Transcribe the data. Leave out nothing.

═══ RECORDS PROVIDED ═══

/// Configure `pod` to serve the model of `spec`.
pub fn attach_model_artifacts(
    spec: &LLMInferenceServiceSpec,
    pod: &mut PodSpec,
    storage: &StorageInitializerConfig,
) -> Result<()> {
    let uri = spec.model.uri.as_str();
    let Some((scheme, _)) = uri.split_once("://") else {
        return Err(Error::validation_for_field(
            "LLMInferenceService",
            "spec.model.uri",
            format!("invalid model URI: {uri}"),
        ));
    };

    match scheme {
        "pvc" => attach_pvc(uri, pod),
        "oci" => {
            if !storage.enable_oci_image_source {
                return Err(Error::validation("OCI modelcars is not enabled"));
            }
            attach_modelcar(uri, pod)?;
        }
        "hf" if spec.storage_initializer_enabled() => {
            attach_storage_initializer(uri, pod, storage);
        }
        "s3" if spec.storage_initializer_enabled() => {
            attach_storage_initializer(uri, pod, storage);
            if let Some(init) = init_container_mut(pod, STORAGE_INITIALIZER_CONTAINER) {
                set_env(init, AWS_ANONYMOUS_CREDENTIAL_ENV, "true");
            }
        }
        "hf" | "s3" => return Ok(()),
        _ => {
            return Err(Error::validation_for_field(
                "LLMInferenceService",
                "spec.model.uri",
                format!("unsupported schema in model URI: {uri}"),
            ))
        }
    }

    if let Some(main) = main_container_mut(pod) {
        main.command
            .get_or_insert_with(Vec::new)
            .push(DEFAULT_MODEL_LOCAL_MOUNT_PATH.to_string());
    }
    Ok(())
}

/// Split `pvc://claim[/path]` into claim and sub path
fn parse_pvc_uri(uri: &str) -> (&str, &str) {
    let rest = uri.strip_prefix("pvc://").unwrap_or(uri);
    rest.split_once('/').unwrap_or((rest, ""))
}

fn attach_pvc(uri: &str, pod: &mut PodSpec) {
    let (claim, sub_path) = parse_pvc_uri(uri);

    let Some(main) = main_container_mut(pod) else {
        return;
    };
    add_volume_mount(
        main,
        VolumeMount {
            name: PVC_SOURCE_VOLUME.to_string(),
            mount_path: DEFAULT_MODEL_LOCAL_MOUNT_PATH.to_string(),
            sub_path: (!sub_path.is_empty()).then(|| sub_path.to_string()),
            read_only: Some(true),
            ..Default::default()
        },
    );

    add_volume(
        pod,
        Volume {
            name: PVC_SOURCE_VOLUME.to_string(),
            persistent_volume_claim: Some(PersistentVolumeClaimVolumeSource {
                claim_name: claim.to_string(),
                read_only: None,
            }),
            ..Default::default()
        },
    );
}

fn attach_storage_initializer(uri: &str, pod: &mut PodSpec, storage: &StorageInitializerConfig) {
    add_empty_dir(pod, STORAGE_INITIALIZER_VOLUME);

    if init_container_mut(pod, STORAGE_INITIALIZER_CONTAINER).is_none() {
        let init = Container {
            name: STORAGE_INITIALIZER_CONTAINER.to_string(),
            image: Some(storage.image.clone()),
            args: Some(vec![
                uri.to_string(),
                DEFAULT_MODEL_LOCAL_MOUNT_PATH.to_string(),
            ]),
            termination_message_policy: Some("FallbackToLogsOnError".to_string()),
            volume_mounts: Some(vec![VolumeMount {
                name: STORAGE_INITIALIZER_VOLUME.to_string(),
                mount_path: DEFAULT_MODEL_LOCAL_MOUNT_PATH.to_string(),
                read_only: Some(false),
                ..Default::default()
            }]),
            resources: Some(resources(
                storage.cpu_request.as_deref().unwrap_or(DEFAULT_CPU_REQUEST),
                storage.cpu_limit.as_deref().unwrap_or(DEFAULT_CPU_LIMIT),
                storage.memory_request.as_deref().unwrap_or(DEFAULT_MEMORY_REQUEST),
                storage.memory_limit.as_deref().unwrap_or(DEFAULT_MEMORY_LIMIT),
            )),
            ..Default::default()
        };
        pod.init_containers.get_or_insert_with(Vec::new).push(init);
    }

    if let Some(main) = main_container_mut(pod) {
        add_volume_mount(
            main,
            VolumeMount {
                name: STORAGE_INITIALIZER_VOLUME.to_string(),
                mount_path: DEFAULT_MODEL_LOCAL_MOUNT_PATH.to_string(),
                read_only: Some(true),
                ..Default::default()
            },
        );
    }
}

fn attach_modelcar(uri: &str, pod: &mut PodSpec) -> Result<()> {
    let image = uri.strip_prefix("oci://").unwrap_or(uri).to_string();
    let parent = parent_directory(DEFAULT_MODEL_LOCAL_MOUNT_PATH);

    let main = main_container_mut(pod)
        .ok_or_else(|| Error::validation(format!("no container found with name {MAIN_CONTAINER}")))?;
    set_env(main, MODEL_INIT_MODE_ENV, "async");
    add_volume_mount(
        main,
        VolumeMount {
            name: STORAGE_INITIALIZER_VOLUME.to_string(),
            mount_path: parent.to_string(),
            read_only: Some(false),
            ..Default::default()
        },
    );
    add_empty_dir(pod, STORAGE_INITIALIZER_VOLUME);

    if !pod.containers.iter().any(|c| c.name == MODELCAR_CONTAINER) {
        pod.containers.push(Container {
            name: MODELCAR_CONTAINER.to_string(),
            image: Some(image.clone()),
            args: Some(vec![
                "sh".to_string(),
                "-c".to_string(),
                format!("ln -sf /proc/$$$$/root/models {DEFAULT_MODEL_LOCAL_MOUNT_PATH} && sleep infinity"),
            ]),
            volume_mounts: Some(vec![VolumeMount {
                name: STORAGE_INITIALIZER_VOLUME.to_string(),
                mount_path: parent.to_string(),
                read_only: Some(false),
                ..Default::default()
            }]),
            resources: Some(resources(MODELCAR_CPU, MODELCAR_CPU, MODELCAR_MEMORY, MODELCAR_MEMORY)),
            termination_message_policy: Some("FallbackToLogsOnError".to_string()),
            ..Default::default()
        });
        pod.init_containers.get_or_insert_with(Vec::new).push(Container {
            name: MODELCAR_INIT_CONTAINER.to_string(),
            image: Some(image.clone()),
            args: Some(vec![
                "sh".to_string(),
                "-c".to_string(),
                format!(
                    "echo 'Pre-fetching modelcar {image}: ' && [ -d /models ] && [ \"$$(ls -A /models)\" ] && echo 'OK ... Prefetched and valid (/models exists)' || (echo 'NOK ... Prefetched but modelcar is invalid (/models does not exist or is empty)' && exit 1)"
                ),
            ]),
            resources: Some(resources(MODELCAR_CPU, MODELCAR_CPU, MODELCAR_MEMORY, MODELCAR_MEMORY)),
            termination_message_policy: Some("FallbackToLogsOnError".to_string()),
            ..Default::default()
        });
    }

    pod.share_process_namespace = Some(true);
    Ok(())
}

// =============================================================================
// Pod spec helpers
// =============================================================================

fn init_container_mut<'a>(pod: &'a mut PodSpec, name: &str) -> Option<&'a mut Container> {
    pod.init_containers
        .as_mut()?
        .iter_mut()
        .find(|c| c.name == name)
}

fn add_volume(pod: &mut PodSpec, volume: Volume) {
    let volumes = pod.volumes.get_or_insert_with(Vec::new);
    if !volumes.iter().any(|v| v.name == volume.name) {
        volumes.push(volume);
    }
}

fn add_empty_dir(pod: &mut PodSpec, name: &str) {
    add_volume(
        pod,
        Volume {
            name: name.to_string(),
            empty_dir: Some(EmptyDirVolumeSource::default()),
            ..Default::default()
        },
    );
}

═══

**EXPECTED ANSWER**:
/// Configure `pod` to serve the model of `spec`.
pub fn attach_model_artifacts(
    spec: &LLMInferenceServiceSpec,
    pod: &mut PodSpec,
    storage: &StorageInitializerConfig,
) -> Result<()> {
    let uri = spec.model.uri.as_str();
    let Some((scheme, _)) = uri.split_once("://") else {
        return Err(Error::validation_for_field(
            "LLMInferenceService",
            "spec.model.uri",
            format!("invalid model URI: {uri}"),
        ));
    };

    match scheme {
        "pvc" => attach_pvc(uri, pod),
        "oci" => {
            if !storage.enable_oci_image_source {
                return Err(Error::validation("OCI modelcars is not enabled"));
            }
            attach_modelcar(uri, pod)?;
        }
        "hf" if spec.storage_initializer_enabled() => {
            attach_storage_initializer(uri, pod, storage);
        }
        "s3" if spec.storage_initializer_enabled() => {
            attach_storage_initializer(uri, pod, storage);
            if let Some(init) = init_container_mut(pod, STORAGE_INITIALIZER_CONTAINER) {
                set_env(init, AWS_ANONYMOUS_CREDENTIAL_ENV, "true");
            }
        }
        "hf" | "s3" => return Ok(()),
        _ => {
            return Err(Error::validation_for_field(
                "LLMInferenceService",
                "spec.model.uri",
                format!("unsupported schema in model URI: {uri}"),
            ))
        }
    }

    if let Some(main) = main_container_mut(pod) {
        main.command
            .get_or_insert_with(Vec::new)
            .push(DEFAULT_MODEL_LOCAL_MOUNT_PATH.to_string());
    }
    Ok(())
}

/// Split `pvc://claim[/path]` into claim and sub path
fn parse_pvc_uri(uri: &str) -> (&str, &str) {
    let rest = uri.strip_prefix("pvc://").unwrap_or(uri);
    rest.split_once('/').unwrap_or((rest, ""))
}

fn attach_pvc(uri: &str, pod: &mut PodSpec) {
    let (claim, sub_path) = parse_pvc_uri(uri);

    let Some(main) = main_container_mut(pod) else {
        return;
    };
    add_volume_mount(
        main,
        VolumeMount {
            name: PVC_SOURCE_VOLUME.to_string(),
            mount_path: DEFAULT_MODEL_LOCAL_MOUNT_PATH.to_string(),
            sub_path: (!sub_path.is_empty()).then(|| sub_path.to_string()),
            read_only: Some(true),
            ..Default::default()
        },
    );

    add_volume(
        pod,
        Volume {
            name: PVC_SOURCE_VOLUME.to_string(),
            persistent_volume_claim: Some(PersistentVolumeClaimVolumeSource {
                claim_name: claim.to_string(),
                read_only: None,
            }),
            ..Default::default()
        },
    );
}

fn attach_storage_initializer(uri: &str, pod: &mut PodSpec, storage: &StorageInitializerConfig) {
    add_empty_dir(pod, STORAGE_INITIALIZER_VOLUME);

    if init_container_mut(pod, STORAGE_INITIALIZER_CONTAINER).is_none() {
        let init = Container {
            name: STORAGE_INITIALIZER_CONTAINER.to_string(),
            image: Some(storage.image.clone()),
            args: Some(vec![
                uri.to_string(),
                DEFAULT_MODEL_LOCAL_MOUNT_PATH.to_string(),
            ]),
            termination_message_policy: Some("FallbackToLogsOnError".to_string()),
            volume_mounts: Some(vec![VolumeMount {
                name: STORAGE_INITIALIZER_VOLUME.to_string(),
                mount_path: DEFAULT_MODEL_LOCAL_MOUNT_PATH.to_string(),
                read_only: Some(false),
                ..Default::default()
            }]),
            resources: Some(resources(
                storage.cpu_request.as_deref().unwrap_or(DEFAULT_CPU_REQUEST),
                storage.cpu_limit.as_deref().unwrap_or(DEFAULT_CPU_LIMIT),
                storage.memory_request.as_deref().unwrap_or(DEFAULT_MEMORY_REQUEST),
                storage.memory_limit.as_deref().unwrap_or(DEFAULT_MEMORY_LIMIT),
            )),
            ..Default::default()
        };
        pod.init_containers.get_or_insert_with(Vec::new).push(init);
    }

    if let Some(main) = main_container_mut(pod) {
        add_volume_mount(
            main,
            VolumeMount {
                name: STORAGE_INITIALIZER_VOLUME.to_string(),
                mount_path: DEFAULT_MODEL_LOCAL_MOUNT_PATH.to_string(),
                read_only: Some(true),
                ..Default::default()
            },
        );
    }
}

fn attach_modelcar(uri: &str, pod: &mut PodSpec) -> Result<()> {
    let image = uri.strip_prefix("oci://").unwrap_or(uri).to_string();
    let parent = parent_directory(DEFAULT_MODEL_LOCAL_MOUNT_PATH);

    let main = main_container_mut(pod)
        .ok_or_else(|| Error::validation(format!("no container found with name {MAIN_CONTAINER}")))?;
    set_env(main, MODEL_INIT_MODE_ENV, "async");
    add_volume_mount(
        main,
        VolumeMount {
            name: STORAGE_INITIALIZER_VOLUME.to_string(),
            mount_path: parent.to_string(),
            read_only: Some(false),
            ..Default::default()
        },
    );
    add_empty_dir(pod, STORAGE_INITIALIZER_VOLUME);

    if !pod.containers.iter().any(|c| c.name == MODELCAR_CONTAINER) {
        pod.containers.push(Container {
            name: MODELCAR_CONTAINER.to_string(),
            image: Some(image.clone()),
            args: Some(vec![
                "sh".to_string(),
                "-c".to_string(),
                format!("ln -sf /proc/$$$$/root/models {DEFAULT_MODEL_LOCAL_MOUNT_PATH} && sleep infinity"),
            ]),
            volume_mounts: Some(vec![VolumeMount {
                name: STORAGE_INITIALIZER_VOLUME.to_string(),
                mount_path: parent.to_string(),
                read_only: Some(false),
                ..Default::default()
            }]),
            resources: Some(resources(MODELCAR_CPU, MODELCAR_CPU, MODELCAR_MEMORY, MODELCAR_MEMORY)),
            termination_message_policy: Some("FallbackToLogsOnError".to_string()),
            ..Default::default()
        });
        pod.init_containers.get_or_insert_with(Vec::new).push(Container {
            name: MODELCAR_INIT_CONTAINER.to_string(),
            image: Some(image.clone()),
            args: Some(vec![
                "sh".to_string(),
                "-c".to_string(),
                format!(
                    "echo 'Pre-fetching modelcar {image}: ' && [ -d /models ] && [ \"$$(ls -A /models)\" ] && echo 'OK ... Prefetched and valid (/models exists)' || (echo 'NOK ... Prefetched but modelcar is invalid (/models does not exist or is empty)' && exit 1)"
                ),
            ]),
            resources: Some(resources(MODELCAR_CPU, MODELCAR_CPU, MODELCAR_MEMORY, MODELCAR_MEMORY)),
            termination_message_policy: Some("FallbackToLogsOnError".to_string()),
            ..Default::default()
        });
    }

    pod.share_process_namespace = Some(true);
    Ok(())
}

// =============================================================================
// Pod spec helpers
// =============================================================================

fn init_container_mut<'a>(pod: &'a mut PodSpec, name: &str) -> Option<&'a mut Container> {
    pod.init_containers
        .as_mut()?
        .iter_mut()
        .find(|c| c.name == name)
}

fn add_volume(pod: &mut PodSpec, volume: Volume) {
    let volumes = pod.volumes.get_or_insert_with(Vec::new);
    if !volumes.iter().any(|v| v.name == volume.name) {
        volumes.push(volume);
    }
}

fn add_empty_dir(pod: &mut PodSpec, name: &str) {
    add_volume(
        pod,
        Volume {
            name: name.to_string(),
            empty_dir: Some(EmptyDirVolumeSource::default()),
            ..Default::default()
        },
    );
}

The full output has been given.